Exercise instructions: Which lines run from the line with "files are fine." through the line with "#[cfg(test)]" in the entries below? Print them exactly, both ends included, and nothing more.

Segment Open

//! Checksummed on-disk storage for session snapshots.

use crate::core::constants::SAVE_VERSION_MAGIC;
use crate::core::snapshot::SessionSnapshot;
use directories::ProjectDirs;
use sha2::{Digest, Sha256};
use std::fs;
use std::io::{self, Read, Write};
use std::path::{Path, PathBuf};
use thiserror::Error;

#[derive(Debug, Error)]
pub enum SaveError {
    #[error("save file i/o failed: {0}")]
    Io(#[from] io::Error),
    #[error("snapshot could not be serialized: {0}")]
    Serialize(#[from] serde_json::Error),
    #[error("invalid save version: expected 0x{expected:016X}, got 0x{found:016X}")]
    BadMagic { expected: u64, found: u64 },
    #[error("checksum verification failed")]
    ChecksumMismatch,
    #[error("corrupted snapshot: {0}")]
    Corrupt(String),
}

/// Saves and loads one session snapshot.
pub struct SaveManager {
    save_path: PathBuf,
}

impl SaveManager {
    /// Save file in the platform data directory, created if missing.
    pub fn new() -> Result<Self, SaveError> {
        let project_dirs = ProjectDirs::from("", "", "wander").ok_or_else(|| {
            io::Error::new(
                io::ErrorKind::NotFound,
                "Could not determine data directory",
            )
        })?;
        let data_dir = project_dirs.data_dir();
        fs::create_dir_all(data_dir)?;
        Ok(Self {
            save_path: data_dir.join("run.dat"),
        })
    }

    /// Save file at an explicit path. The parent directory must exist.
    pub fn with_path(path: impl AsRef<Path>) -> Self {
        Self {
            save_path: path.as_ref().to_path_buf(),
        }
    }

    pub fn path(&self) -> &Path {
        &self.save_path
    }

    /// Writes the snapshot.
    ///
    /// File format:
    /// - Version magic (8 bytes)
    /// - Data length (4 bytes)
    /// - JSON snapshot (variable length)
    /// - SHA256 checksum over everything before it (32 bytes)
    pub fn save(&self, snapshot: &SessionSnapshot) -> Result<(), SaveError> {
        let data = serde_json::to_vec(snapshot)?;
        let data_len = data.len() as u32;

        let mut hasher = Sha256::new();
        hasher.update(SAVE_VERSION_MAGIC.to_le_bytes());
        hasher.update(data_len.to_le_bytes());
        hasher.update(&data);
        let checksum = hasher.finalize();

        let mut file = fs::File::create(&self.save_path)?;
        file.write_all(&SAVE_VERSION_MAGIC.to_le_bytes())?;
        file.write_all(&data_len.to_le_bytes())?;
        file.write_all(&data)?;
        file.write_all(&checksum)?;
        tracing::debug!(path = %self.save_path.display(), bytes = data_len, "snapshot saved");
        Ok(())
    }

    /// Reads the snapshot back, verifying the magic and checksum first.
    pub fn load(&self) -> Result<SessionSnapshot, SaveError> {
        let mut file = fs::File::open(&self.save_path)?;

        let mut version_bytes = [0u8; 8];
        file.read_exact(&mut version_bytes)?;
        let version = u64::from_le_bytes(version_bytes);
        if version != SAVE_VERSION_MAGIC {
            return Err(SaveError::BadMagic {
                expected: SAVE_VERSION_MAGIC,
                found: version,
            });
        }

        let mut length_bytes = [0u8; 4];
        file.read_exact(&mut length_bytes)?;
        let data_len = u32::from_le_bytes(length_bytes);

        let mut data = vec![0u8; data_len as usize];
        file.read_exact(&mut data)?;

        let mut stored_checksum = [0u8; 32];
        file.read_exact(&mut stored_checksum)?;

        let mut hasher = Sha256::new();
        hasher.update(version_bytes);
        hasher.update(length_bytes);
        hasher.update(&data);
        if stored_checksum != hasher.finalize().as_slice() {
            return Err(SaveError::ChecksumMismatch);
        }

        let json = String::from_utf8(data).map_err(|e| SaveError::Corrupt(e.to_string()))?;
        SessionSnapshot::from_json(&json)
    }

    pub fn save_exists(&self) -> bool {
        self.save_path.exists()
    }

    /// Removes the save, e.g. after the run ends. Missing files are fine.
    pub fn delete(&self) -> Result<(), SaveError> {
        match fs::remove_file(&self.save_path) {
            Ok(()) => Ok(()),
            Err(e) if e.kind() == io::ErrorKind::NotFound => Ok(()),
            Err(e) => Err(e.into()),
        }
    }
}

#[cfg(test)]
mod tests {
    use super::*;
    use crate::character::attributes::Stats;
    use crate::character::wanderer::Wanderer;
    use crate::core::session::{GameSession, NoopObserver};
    use crate::items::inventory::Satchel;
    use crate::items::types::Weapon;
    use std::sync::atomic::{AtomicU64, Ordering};

    /// SaveManager in a unique temporary directory
    fn temp_manager() -> SaveManager {
        static TEST_COUNTER: AtomicU64 = AtomicU64::new(0);
        let test_id = TEST_COUNTER.fetch_add(1, Ordering::SeqCst);
        let temp_dir = std::env::temp_dir().join(format!(
            "wander-test-{}-{}",
            std::process::id(),
            test_id
        ));
        fs::create_dir_all(&temp_dir).expect("temp dir");
        SaveManager::with_path(temp_dir.join("run.dat"))
    }

    fn snapshot() -> SessionSnapshot {
        let wanderer = Wanderer::new("Ash", Stats::new(6));
        let satchel = Satchel::default().with_weapon(Weapon::new("rusty_sword", 3, 6, 12));
        GameSession::start(wanderer, "rotting_fen", satchel, Box::new(NoopObserver))
            .expect("known map")
            .snapshot()
    }

    #[test]
    fn test_save_and_load_roundtrip() {
        let manager = temp_manager();
        assert!(!manager.save_exists());

        let original = snapshot();
        manager.save(&original).expect("save");
        assert!(manager.save_exists());
        let loaded = manager.load().expect("load");
        assert_eq!(loaded, original);

        manager.delete().expect("delete");
        assert!(!manager.save_exists());
        // Deleting twice is fine
        manager.delete().expect("delete again");
    }

    #[test]
    fn test_tampered_payload_fails_checksum() {
        let manager = temp_manager();
        manager.save(&snapshot()).expect("save");

        let mut bytes = fs::read(manager.path()).expect("read");
        // Flip a byte inside the JSON payload
        bytes[20] ^= 0x01;
        fs::write(manager.path(), bytes).expect("write");

        assert!(matches!(manager.load(), Err(SaveError::ChecksumMismatch)));
    }

    #[test]
    fn test_wrong_magic_is_rejected() {
        let manager = temp_manager();
        manager.save(&snapshot()).expect("save");

        let mut bytes = fs::read(manager.path()).expect("read");
        bytes[..8].copy_from_slice(&0xDEAD_BEEF_u64.to_le_bytes());
        fs::write(manager.path(), bytes).expect("write");

        match manager.load() {
            Err(SaveError::BadMagic { expected, found }) => {
                assert_eq!(expected, SAVE_VERSION_MAGIC);
                assert_eq!(found, 0xDEAD_BEEF);
            }
            other => panic!("expected bad magic, got {:?}", other.map(|_| ())),
        }
    }

    #[test]
    fn test_truncated_file_is_io_error() {
        let manager = temp_manager();
        manager.save(&snapshot()).expect("save");
        let bytes = fs::read(manager.path()).expect("read");
        fs::write(manager.path(), &bytes[..bytes.len() - 10]).expect("write");

        assert!(matches!(manager.load(), Err(SaveError::Io(_))));
    }

    #[test]
    fn test_missing_file_is_io_error() {
        let manager = temp_manager();
        assert!(matches!(manager.load(), Err(SaveError::Io(_))));
    }

    #[test]
    fn test_valid_envelope_with_bad_json_is_corrupt() {
        let manager = temp_manager();
        let data = br#"{"version":1,"wanderer":{}}"#;
        let data_len = data.len() as u32;
        let mut hasher = Sha256::new();
        hasher.update(SAVE_VERSION_MAGIC.to_le_bytes());
        hasher.update(data_len.to_le_bytes());
        hasher.update(data);

        let mut bytes = Vec::new();
        bytes.extend_from_slice(&SAVE_VERSION_MAGIC.to_le_bytes());
        bytes.extend_from_slice(&data_len.to_le_bytes());
        bytes.extend_from_slice(data);
        bytes.extend_from_slice(&hasher.finalize());
        fs::write(manager.path(), bytes).expect("write");

        assert!(matches!(manager.load(), Err(SaveError::Corrupt(_))));
    }
}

Segment Closed

Solved exercise:
    /// Removes the save, e.g. after the run ends. Missing files are fine.
    pub fn delete(&self) -> Result<(), SaveError> {
        match fs::remove_file(&self.save_path) {
            Ok(()) => Ok(()),
            Err(e) if e.kind() == io::ErrorKind::NotFound => Ok(()),
            Err(e) => Err(e.into()),
        }
    }
}

#[cfg(test)]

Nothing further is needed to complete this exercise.